- Born: United States
- Occupations: Screenwriter, producer
- Writing career
- Language: English
- Genre: Screenwriting
- Notable work: Romy and Michele film series

= Robin Schiff =

American screenwriter and producer

Robin Schiff is an American screenwriter and producer, best known for the film Romy and Michele's High School Reunion (1997) starring Lisa Kudrow and Mira Sorvino. Schiff also wrote and directed the television prequel film Romy and Michele: In the Beginning (2005). Schiff was a member of the comedy troupe The Groundlings.

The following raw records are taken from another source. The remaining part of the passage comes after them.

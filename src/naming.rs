//! Managed-artifact naming rules
//!
//! Every object this driver creates on the appliance carries a well-known
//! prefix so it can be recognized (and reaped) later. The artifact prefix
//! depends on the driver context; these strings mustn't change, or existing
//! deployments would orphan their Flexvols.

use std::sync::Arc;

use rand::{distributions::Alphanumeric, Rng};

/// Prefix applied to qtrees renamed for asynchronous deletion.
pub const DELETED_QTREE_NAME_PREFIX: &str = "deleted_";

/// The appliance limit on qtree name length, in bytes.
pub const MAX_QTREE_NAME_LENGTH: usize = 64;

/// Execution context the driver was deployed under.
///
/// The context determines the artifact prefix used for all managed object
/// names, which is frozen by legacy compatibility.
#[derive(Debug, Clone, Copy, PartialEq, Eq)]
pub enum DriverContext {
    Docker,
    Kubernetes,
}

impl DriverContext {
    pub fn artifact_prefix(self) -> &'static str {
        match self {
            DriverContext::Docker => "ndvp",
            DriverContext::Kubernetes => "trident",
        }
    }
}

impl std::fmt::Display for DriverContext {
    fn fmt(&self, f: &mut std::fmt::Formatter<'_>) -> std::fmt::Result {
        match self {
            DriverContext::Docker => write!(f, "docker"),
            DriverContext::Kubernetes => write!(f, "kubernetes"),
        }
    }
}

/// Derive the name prefix shared by all Flexvols this driver manages.
pub fn flexvol_name_prefix(context: DriverContext, storage_prefix: &str) -> String {
    format!(
        "{}_qtree_pool_{}_",
        context.artifact_prefix(),
        storage_prefix
    )
    .replace("__", "_")
}

/// Derive the name of the shared export policy applied to managed Flexvols.
pub fn flexvol_export_policy(context: DriverContext) -> String {
    format!("{}_qtree_pool_export_policy", context.artifact_prefix())
}

/// Derive the name a qtree is given when marked for deletion.
///
/// The renamed form is `deleted_<name>_<5 random alphanumerics>`. If that
/// would exceed the qtree name limit, the original name is truncated from
/// the left so the result always fits.
pub fn deleted_qtree_name(name: &str, entropy: &dyn Entropy) -> String {
    let suffix = entropy.random_string(5);
    let deleted = format!("{}{}_{}", DELETED_QTREE_NAME_PREFIX, name, suffix);
    if deleted.len() <= MAX_QTREE_NAME_LENGTH {
        return deleted;
    }

    let mut cut = DELETED_QTREE_NAME_PREFIX.len() + 10;
    while cut < name.len() && !name.is_char_boundary(cut) {
        cut += 1;
    }
    let trimmed = if cut >= name.len() { "" } else { &name[cut..] };
    format!("{}{}_{}", DELETED_QTREE_NAME_PREFIX, trimmed, suffix)
}

// =============================================================================
// Entropy Source
// =============================================================================

/// Source of randomness for name suffixes and the Flexvol tie-break.
///
/// The only non-determinism in the driver flows through this trait, so tests
/// inject a sequential implementation and assert on exact names.
pub trait Entropy: Send + Sync {
    /// Generate `len` random alphanumeric characters.
    fn random_string(&self, len: usize) -> String;

    /// Pick a uniformly random index in `0..n`. `n` must be non-zero.
    fn pick(&self, n: usize) -> usize;
}

/// Entropy backed by the operating system RNG.
#[derive(Debug, Default)]
pub struct OsEntropy;

impl Entropy for OsEntropy {
    fn random_string(&self, len: usize) -> String {
        rand::thread_rng()
            .sample_iter(&Alphanumeric)
            .take(len)
            .map(char::from)
            .collect()
    }

    fn pick(&self, n: usize) -> usize {
        rand::thread_rng().gen_range(0..n)
    }
}

pub type EntropyRef = Arc<dyn Entropy>;

/// Deterministic entropy for tests: suffixes count up, picks are fixed.
#[cfg(test)]
pub(crate) struct SeqEntropy {
    counter: std::sync::atomic::AtomicUsize,
    pick: std::sync::atomic::AtomicUsize,
}

#[cfg(test)]
impl SeqEntropy {
    pub(crate) fn new() -> Self {
        Self {
            counter: std::sync::atomic::AtomicUsize::new(0),
            pick: std::sync::atomic::AtomicUsize::new(0),
        }
    }

    pub(crate) fn set_pick(&self, index: usize) {
        self.pick.store(index, std::sync::atomic::Ordering::SeqCst);
    }
}

#[cfg(test)]
impl Entropy for SeqEntropy {
    fn random_string(&self, len: usize) -> String {
        let n = self
            .counter
            .fetch_add(1, std::sync::atomic::Ordering::SeqCst);
        format!("{:0>width$}", n, width = len)
    }

    fn pick(&self, n: usize) -> usize {
        self.pick.load(std::sync::atomic::Ordering::SeqCst) % n
    }
}
//! Ground-truth planar homography.
//!
//! This module provides the [`Homography`] type used to verify correspondences
//! between a reference image and a transformed view of the same planar scene.
//! Homographies are read from the plain text format used by the classic
//! Oxford affine-covariant benchmark: three lines, each holding one matrix row
//! of three whitespace separated numbers.
//!
//! ```text
//! 8.7976964e-01   3.1245438e-01  -3.9430589e+01
//! -1.8389418e-01   9.3847198e-01   1.5315784e+02
//! 1.9641425e-04  -1.6015275e-05   1.0000000e+00
//! ```

use log::debug;
use nalgebra::{Matrix3, Point2, Vector3};
use std::fs::File;
use std::io::{BufRead, BufReader, ErrorKind};

#[derive(thiserror::Error, Debug)]
pub enum HomographyError {
    #[error("Failed to parse homography at line {line}: {reason}")]
    Parse { line: usize, reason: String },
    #[error("Degenerate homography: coefficients must be finite and the bottom-right one non-zero")]
    DegenerateTransform,
    #[error("IO Error: {0}")]
    Io(#[from] std::io::Error),
}

/// A 3x3 projective transform from image-1 coordinates to image-N coordinates.
///
/// The matrix is always normalized so that its bottom-right coefficient is
/// exactly `1.0`. Instances can only be created through the normalizing
/// constructors, so callers never need to renormalize.
#[derive(Debug, Clone, Copy, PartialEq)]
pub struct Homography {
    matrix: Matrix3<f64>,
}

impl Homography {
    /// The identity transform.
    pub fn identity() -> Self {
        Homography {
            matrix: Matrix3::identity(),
        }
    }

    /// Normalizes `matrix` by its bottom-right coefficient.
    ///
    /// # Errors
    ///
    /// * [`HomographyError::DegenerateTransform`] if `matrix[(2, 2)]` is zero or
    ///   any coefficient, before or after normalization, is not finite.
    pub fn from_matrix(matrix: Matrix3<f64>) -> Result<Self, HomographyError> {
        let h33 = matrix[(2, 2)];
        if h33 == 0.0 || matrix.iter().any(|c| !c.is_finite()) {
            return Err(HomographyError::DegenerateTransform);
        }

        let normalized = matrix / h33;
        if normalized.iter().any(|c| !c.is_finite()) {
            return Err(HomographyError::DegenerateTransform);
        }

        Ok(Homography { matrix: normalized })
    }

    /// Loads a homography from a text file.
    ///
    /// # Arguments
    ///
    /// * `path` - Path to a file in the three-row text format.
    ///
    /// # Errors
    ///
    /// * [`HomographyError::Io`] if the file cannot be opened or read.
    /// * Any error returned by [`load_homography`].
    pub fn load_from_file(path: &str) -> Result<Self, HomographyError> {
        let file = File::open(path)?;
        let homography = load_homography(BufReader::new(file))?;
        debug!("Loaded homography from {}: {}", path, homography.matrix);
        Ok(homography)
    }

    /// The normalized matrix.
    pub fn matrix(&self) -> &Matrix3<f64> {
        &self.matrix
    }

    /// Maps a point through the transform.
    ///
    /// With `s = h31 * x + h32 * y + h33`, the image is
    /// `((h11 * x + h12 * y + h13) / s, (h21 * x + h22 * y + h23) / s)`.
    /// Returns `None` when `s` is zero, i.e. the point is sent to the line at
    /// infinity, or when `s` is not finite.
    pub fn project(&self, point: &Point2<f64>) -> Option<Point2<f64>> {
        let mapped = self.matrix * Vector3::new(point.x, point.y, 1.0);
        if mapped.z == 0.0 || !mapped.z.is_finite() {
            return None;
        }
        Some(Point2::new(mapped.x / mapped.z, mapped.y / mapped.z))
    }
}

/// Parses a homography from three text rows and normalizes it.
///
/// Each of the first three lines must start with three floating point values;
/// anything after the third value, and any line after the third, is ignored.
///
/// # Errors
///
/// * [`HomographyError::Parse`] if fewer than three lines are present, a line
///   is not valid UTF-8, or a line does not start with three numeric tokens.
/// * [`HomographyError::DegenerateTransform`] if the raw bottom-right element is zero
///   or a coefficient is not finite.
/// * [`HomographyError::Io`] if reading from `reader` fails.
pub fn load_homography<R: BufRead>(mut reader: R) -> Result<Homography, HomographyError> {
    let mut matrix = Matrix3::zeros();
    let mut line = String::new();

    for row in 0..3 {
        line.clear();
        let read = reader.read_line(&mut line).map_err(|e| match e.kind() {
            ErrorKind::InvalidData => HomographyError::Parse {
                line: row + 1,
                reason: format!("invalid text: {e}"),
            },
            _ => HomographyError::Io(e),
        })?;
        if read == 0 {
            return Err(HomographyError::Parse {
                line: row + 1,
                reason: format!("expected 3 rows, found {row}"),
            });
        }

        let mut tokens = line.split_whitespace();
        for col in 0..3 {
            let token = tokens.next().ok_or_else(|| HomographyError::Parse {
                line: row + 1,
                reason: format!("expected 3 values, found {col}"),
            })?;
            matrix[(row, col)] = token.parse::<f64>().map_err(|e| HomographyError::Parse {
                line: row + 1,
                reason: format!("invalid value '{token}': {e}"),
            })?;
        }
    }

    Homography::from_matrix(matrix)
}

#[cfg(test)]
mod tests {
    use super::*;
    use approx::assert_relative_eq;

    #[test]
    fn test_load_normalizes_by_bottom_right() {
        let text = "2 0 0\n0 2 0\n0 0 2\n";
        let h = load_homography(text.as_bytes()).unwrap();

        assert_eq!(*h.matrix(), Matrix3::identity());
    }

    #[test]
    fn test_load_general_matrix() {
        let text = "1.0 0.5 10\n-0.25 2.0 4.0\n0.001 0.002 4.0\n";
        let h = load_homography(text.as_bytes()).unwrap();
        let m = h.matrix();

        assert_relative_eq!(m[(0, 0)], 0.25);
        assert_relative_eq!(m[(0, 1)], 0.125);
        assert_relative_eq!(m[(0, 2)], 2.5);
        assert_relative_eq!(m[(1, 0)], -0.0625);
        assert_relative_eq!(m[(2, 0)], 0.00025);
        assert_relative_eq!(m[(2, 2)], 1.0);
    }

    #[test]
    fn test_load_ignores_trailing_content() {
        let text = "1 0 0 trailing\n0 1 0 99\n0 0 1\nextra line\n";
        let h = load_homography(text.as_bytes()).unwrap();

        assert_eq!(*h.matrix(), Matrix3::identity());
    }

    #[test]
    fn test_load_scientific_notation_and_tabs() {
        let text = "1.0e+00\t0.0e+00\t5.0e-01\n0 1 0\n0 0 1";
        let h = load_homography(text.as_bytes()).unwrap();

        assert_relative_eq!(h.matrix()[(0, 2)], 0.5);
    }

    #[test]
    fn test_load_missing_line() {
        let text = "1 0 0\n0 1 0\n";
        match load_homography(text.as_bytes()) {
            Err(HomographyError::Parse { line, .. }) => assert_eq!(line, 3),
            other => panic!("expected parse error, got {other:?}"),
        }
    }

    #[test]
    fn test_load_blank_row_is_rejected() {
        let text = "1 0 0\n\n0 1 0\n0 0 1\n";
        match load_homography(text.as_bytes()) {
            Err(HomographyError::Parse { line, .. }) => assert_eq!(line, 2),
            other => panic!("expected parse error, got {other:?}"),
        }
    }

    #[test]
    fn test_load_short_row() {
        let text = "1 0 0\n0 1\n0 0 1\n";
        assert!(matches!(
            load_homography(text.as_bytes()),
            Err(HomographyError::Parse { line: 2, .. })
        ));
    }

    #[test]
    fn test_load_non_numeric_token() {
        let text = "1 0 0\n0 1 0\n0 x 1\n";
        assert!(matches!(
            load_homography(text.as_bytes()),
            Err(HomographyError::Parse { line: 3, .. })
        ));
    }

    #[test]
    fn test_load_zero_bottom_right() {
        let text = "1 0 0\n0 1 0\n0 0 0\n";
        assert!(matches!(
            load_homography(text.as_bytes()),
            Err(HomographyError::DegenerateTransform)
        ));
    }

    #[test]
    fn test_load_non_finite_coefficient() {
        for text in [
            "nan 0 0\n0 1 0\n0 0 1\n",
            "1 0 0\n0 inf 0\n0 0 1\n",
            "1 0 0\n0 1 0\n-inf 0 1\n",
        ] {
            assert!(
                matches!(
                    load_homography(text.as_bytes()),
                    Err(HomographyError::DegenerateTransform)
                ),
                "accepted non-finite coefficient in {text:?}"
            );
        }
    }

    #[test]
    fn test_from_matrix_overflow_after_normalization() {
        let m = Matrix3::new(1e300, 0.0, 0.0, 0.0, 1.0, 0.0, 0.0, 0.0, 1e-300);
        assert!(matches!(
            Homography::from_matrix(m),
            Err(HomographyError::DegenerateTransform)
        ));
    }

    #[test]
    fn test_load_invalid_utf8_is_parse_error() {
        let bytes: &[u8] = b"1 0 0\n0 \xff 0\n0 0 1\n";
        assert!(matches!(
            load_homography(bytes),
            Err(HomographyError::Parse { line: 2, .. })
        ));
    }

    #[test]
    fn test_load_from_file() {
        let h = Homography::load_from_file("samples/H1to2_scale").unwrap();

        assert_relative_eq!(h.matrix()[(0, 0)], 0.5);
        assert_relative_eq!(h.matrix()[(1, 1)], 0.5);
        assert_relative_eq!(h.matrix()[(2, 2)], 1.0);
    }

    #[test]
    fn test_load_from_missing_file() {
        assert!(matches!(
            Homography::load_from_file("samples/does_not_exist"),
            Err(HomographyError::Io(_))
        ));
    }

    #[test]
    fn test_project() {
        let m = Matrix3::new(2.0, 0.0, 1.0, 0.0, 2.0, -1.0, 0.0, 0.0, 1.0);
        let h = Homography::from_matrix(m).unwrap();
        let p = h.project(&Point2::new(3.0, 4.0)).unwrap();

        assert_relative_eq!(p.x, 7.0);
        assert_relative_eq!(p.y, 7.0);
    }

    #[test]
    fn test_project_to_infinity() {
        // Row 3 is (1, 0, 1): x = -1 maps to the line at infinity.
        let m = Matrix3::new(1.0, 0.0, 0.0, 0.0, 1.0, 0.0, 1.0, 0.0, 1.0);
        let h = Homography::from_matrix(m).unwrap();

        assert!(h.project(&Point2::new(-1.0, 5.0)).is_none());
        assert!(h.project(&Point2::new(1.0, 5.0)).is_some());
    }

    #[test]
    fn test_project_non_finite_point() {
        let h = Homography::identity();
        assert!(h.project(&Point2::new(f64::NAN, 1.0)).is_none());
    }
}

She hosts an interview series once a year for the Writers Guild Foundation called Anatomy Of A Script, where she and Winnie Holzman (writer of the musical Wicked and creator of My So-Called Life) discuss the craft with other well-known writers. Schiff also teaches a writing class with Wendy Goldman (whom she met at The Groundlings) called Improv For Writing.

==Career==
===Film work===
Schiff wrote the films Romy and Michele's High School Reunion (1997) and Loverboy (1989).

===Television work===
Schiff began her television career as the story editor for Rags to Riches, NBC, 1987–88. She was the supervising producer for Working Girl, NBC, 1990. She was the creator and supervising producer for Princesses, CBS, 1991. She was the supervising producer and creative consultant for Delta, CBS, 1992–93. She was the consulting producer for Party of Five, Fox, 1994–2000. She was the creator and executive producer for Almost Perfect, CBS, 1995–96. She was the consulting producer for Thanks, CBS, 1999. She was the executive producer for Grosse Pointe, The WB, 2000–2001. She was the consulting producer for Coupling, NBC, 2003 and for Miss Match, NBC, 2003.

Schiff produced the Netflix series Emily in Paris and Uncoupled with Darren Star. She was an executive producer of the YouTube Red series Sideswiped in 2018.